Are there any sturdy (non-beta) modules for both Python 2 and Python 3
that support both reading and writing excel data (a pair of
complementary modules is fine)?

What we really need is to read and write columnar data with types that
isn't (fully) based on type inference.

My project is currently written for Python 2, mostly because pylint
still only supports Python 2. But we've been trying to only take
dependencies that won't restrict our options in the future with regard
to Python 2 vs 3. And others at this location writing new code in
Python 3.

BTW, on the subject of Python 3 ports: It appears that sa2to3 (as
opposed to 2to3, which sa2to3 wraps) is a decent way of accomplishing
a single-code-base port.

John Machin

unread,
Oct 5, 2010, 5:39:54 PM10/5/10
to python...@googlegroups.com
On 6/10/2010 7:17 AM, Dan Stromberg wrote:
>
> Are there any sturdy (non-beta) modules for both Python 2 and Python 3
> that support both reading and writing excel data (a pair of
> complementary modules is fine)?

pywin32 is available for both Python 2 and Python 3. It allows driving
Excel via COM i.e. you would be writing Visual Basic in Python.

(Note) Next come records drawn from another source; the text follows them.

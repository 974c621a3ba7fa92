//! Wire vocabulary: frame builders for egress, frame parsing for ingress.
//!
//! Outbound frames are assembled with `json!`; inbound frames are read as
//! `serde_json::Value` by key. The server encodes some `data` members as
//! JSON strings, so [`InboundFrame::decoded_data`] accepts both the inline
//! and the string-encoded form.

use serde_json::{json, Value};
use thiserror::Error;

pub const CONNECTION_ESTABLISHED: &str = "pusher:connection_established";
pub const SERVER_ERROR: &str = "pusher:error";
pub const PING: &str = "pusher:ping";
pub const PONG: &str = "pusher:pong";
pub const SUBSCRIBE: &str = "pusher:subscribe";
pub const UNSUBSCRIBE: &str = "pusher:unsubscribe";
pub const SUBSCRIPTION_SUCCEEDED: &str = "pusher_internal:subscription_succeeded";
pub const MEMBER_ADDED: &str = "pusher_internal:member_added";
pub const MEMBER_REMOVED: &str = "pusher_internal:member_removed";

pub const PUSHER_PREFIX: &str = "pusher:";
pub const PUSHER_INTERNAL_PREFIX: &str = "pusher_internal:";
pub const PRIVATE_CHANNEL_PREFIX: &str = "private-";
pub const PRESENCE_CHANNEL_PREFIX: &str = "presence-";
pub const CLIENT_EVENT_PREFIX: &str = "client-";

#[derive(Error, Debug)]
pub enum FrameError {
	#[error("frame is not valid JSON: {0}")]
	Json(#[from] serde_json::Error),

	#[error("frame is missing the `{0}` field")]
	MissingField(&'static str),
}

/// Event names carrying the protocol prefixes are reserved for the server.
#[must_use]
pub fn is_reserved_event(event: &str) -> bool {
	event.starts_with(PUSHER_PREFIX) || event.starts_with(PUSHER_INTERNAL_PREFIX)
}

#[must_use]
pub fn ping_frame() -> String {
	json!({ "event": PING, "data": {} }).to_string()
}

#[must_use]
pub fn subscribe_frame(channel: &str, auth: Option<&str>, channel_data: Option<&str>) -> String {
	let mut data = json!({ "channel": channel });
	if let Some(auth) = auth {
		data["auth"] = json!(auth);
	}
	if let Some(channel_data) = channel_data {
		data["channel_data"] = json!(channel_data);
	}
	json!({ "event": SUBSCRIBE, "data": data }).to_string()
}

#[must_use]
pub fn unsubscribe_frame(channel: &str) -> String {
	json!({ "event": UNSUBSCRIBE, "data": { "channel": channel } }).to_string()
}

#[must_use]
pub fn client_event_frame(channel: &str, event: &str, data: &Value) -> String {
	json!({ "event": event, "channel": channel, "data": data }).to_string()
}

/// A parsed inbound frame: the `event` discriminator, the optional `channel`
/// it is addressed to, and the raw `data` member.
#[derive(Debug, Clone)]
pub struct InboundFrame {
	pub event: String,
	pub channel: Option<String>,
	pub data: Value,
}

impl InboundFrame {
	pub fn parse(text: &str) -> Result<Self, FrameError> {
		let value: Value = serde_json::from_str(text)?;
		let event = value
			.get("event")
			.and_then(Value::as_str)
			.ok_or(FrameError::MissingField("event"))?
			.to_string();
		let channel = value.get("channel").and_then(Value::as_str).map(str::to_string);
		let data = value.get("data").cloned().unwrap_or(Value::Null);

		Ok(Self { event, channel, data })
	}

	/// The `data` member as an object, re-parsing the string-encoded form.
	///
	/// Falls back to the raw value when the inner string is not JSON.
	#[must_use]
	pub fn decoded_data(&self) -> Value {
		match &self.data {
			Value::String(inner) => serde_json::from_str(inner).unwrap_or_else(|_| self.data.clone()),
			other => other.clone(),
		}
	}

	/// The `data` member as the string handed to event listeners.
	#[must_use]
	pub fn data_string(&self) -> String {
		match &self.data {
			Value::String(inner) => inner.clone(),
			other => other.to_string(),
		}
	}
}

/// Payload of `pusher:connection_established`.
#[derive(Debug, Clone, PartialEq, Eq)]
pub struct EstablishedPayload {
	pub socket_id: String,
	pub activity_timeout: Option<u64>,
}

pub fn parse_established(frame: &InboundFrame) -> Result<EstablishedPayload, FrameError> {
	let data = frame.decoded_data();
	let socket_id = data
		.get("socket_id")
		.and_then(Value::as_str)
		.ok_or(FrameError::MissingField("socket_id"))?
		.to_string();
	let activity_timeout = data.get("activity_timeout").and_then(Value::as_u64);

	Ok(EstablishedPayload { socket_id, activity_timeout })
}

/// Extracts `(message, code)` from a `pusher:error` frame.
///
/// The server sends `code` as a number; listeners receive it as a string.
#[must_use]
pub fn parse_server_error(frame: &InboundFrame) -> (String, Option<String>) {
	let data = frame.decoded_data();
	let message = data.get("message").and_then(Value::as_str).map(str::to_string).unwrap_or_default();
	let code = match data.get("code") {
		Some(Value::Number(n)) => Some(n.to_string()),
		Some(Value::String(s)) => Some(s.clone()),
		_ => None,
	};

	(message, code)
}
use thiserror::Error;

pub type Result<T> = std::result::Result<T, PusherError>;

/// Errors returned synchronously from the client facade.
///
/// Transport, server and authorization failures are never returned from
/// facade methods; they are delivered to bound listeners on the executor.
#[derive(Error, Debug, Clone)]
pub enum PusherError {
	#[error("invalid argument: {0}")]
	Argument(String),

	#[error("illegal state: {0}")]
	State(String),
}

impl PusherError {
	pub(crate) fn argument(reason: impl Into<String>) -> Self {
		Self::Argument(reason.into())
	}

	pub(crate) fn state(reason: impl Into<String>) -> Self {
		Self::State(reason.into())
	}
}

xlrd (read) and xlwt (write) are more-or-less complementary modules but
are only available for Python 2. I have done two trial ports of each to
Python 3 but 0 <= demand <= epsilon.

> What we really need is to read and write columnar data with types that
> isn't (fully) based on type inference.

Please explain.

> My project is currently written for Python 2, mostly because pylint
> still only supports Python 2. But we've been trying to only take
> dependencies that won't restrict our options in the future with regard
> to Python 2 vs 3. And others at this location writing new code in
> Python 3.
>
> BTW, on the subject of Python 3 ports: It appears that sa2to3 (as
> opposed to 2to3, which sa2to3 wraps) is a decent way of accomplishing
> a single-code-base port.

I found that 2to3 did a reasonable job when I did the trial ports; has
it become worse?


John Yeung

unread,
Oct 5, 2010, 5:45:12 PM10/5/10
to python...@googlegroups.com
On Tue, Oct 5, 2010 at 4:17 PM, Dan Stromberg <dstromb...@gmail.com> wrote:
>
> Are there any sturdy (non-beta) modules for both Python 2
> and Python 3 that support both reading and writing excel
> data (a pair of complementary modules is fine)?

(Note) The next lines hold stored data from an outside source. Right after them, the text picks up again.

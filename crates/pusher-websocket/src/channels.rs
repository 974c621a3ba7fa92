pub mod channel;
pub mod listener;
pub mod presence;
pub mod registry;
pub mod state;

pub use self::channel::ChannelType;
pub use self::listener::ChannelEventListener;
pub use self::presence::{Member, MemberRoster};
pub use self::state::ChannelState;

If you want to directly read and write Excel 97-2003 files with
Python, the only "sturdy" (set of) packages I'm aware of are xlrd,
xlwt, and their accompanying xlutils. These are all Python 2 only.

If you want to directly read and write the newer file format used by
Excel 2007 and later with Python, I would guess openpyxl is the most
promising (for now), though it doesn't meet your definition of sturdy,
and it's also only Python 2.

If you want to automate an instance of Excel running in Windows, you
can use pywin32, which has versions for Python 2 and 3, and can
naturally work with any file format that the Excel instance can. Of
course, this requires Windows and Excel for Windows.

John Y.

John Machin

unread,
Oct 5, 2010, 6:00:42 PM10/5/10
to python...@googlegroups.com
On 6/10/2010 8:45 AM, John Yeung wrote:

> If you want to directly read and write the newer file format used by
> Excel 2007 and later with Python, I would guess openpyxl is the most
> promising (for now), though it doesn't meet your definition of sturdy,
> and it's also only Python 2.

Would you like a copy of the xlsxrd kit for reading Excel 2007 xlsx/xlsm
files using the xlrd interface? It's only alpha but it's certainly
sturdy (IMHO).

In general: alpha testers and reviewers are welcome.

Cheers,
John

Dan Stromberg

unread,
Oct 5, 2010, 5:58:24 PM10/5/10
to python-excel

On Oct 5, 2:39 pm, John Machin <sjmac...@lexicon.net> wrote:
> On 6/10/2010 7:17 AM, Dan Stromberg wrote:
> > Are there any sturdy (non-beta) modules for both Python 2 and Python 3
> > that support both reading and writing excel data (a pair of
> > complementary modules is fine)?
>
> pywin32 is available for both Python 2 and Python 3. It allows driving
> Excel via COM i.e. you would be writing Visual Basic in Python.

Interesting.

> xlrd (read) and xlwt (write) are more-or-less complementary modules but
> are only available for Python 2. I have done two trial ports of each to
> Python 3 but 0 <= demand <= epsilon.

The interest at my site is greater than epsilon. It's not 100% my
decision, but for my part I'd want xlrd and xlwt to at least have a
3.x roadmap/timeline before selecting them for a new project when
slightly-augmented-CSV or .ods might be reasonable alternatives.

> > What we really need is to read and write columnar data with types that
> > isn't (fully) based on type inference.
>
> Please explain.

We just need to be able to read and write data that is organized into
columns with each column having an internally-homogeneous type. But
we have some data for which column-type-guessing doesn't work that
well. So CSV isn't out of the question, but many CSV tools either
treat everything as strings, or try to guess types.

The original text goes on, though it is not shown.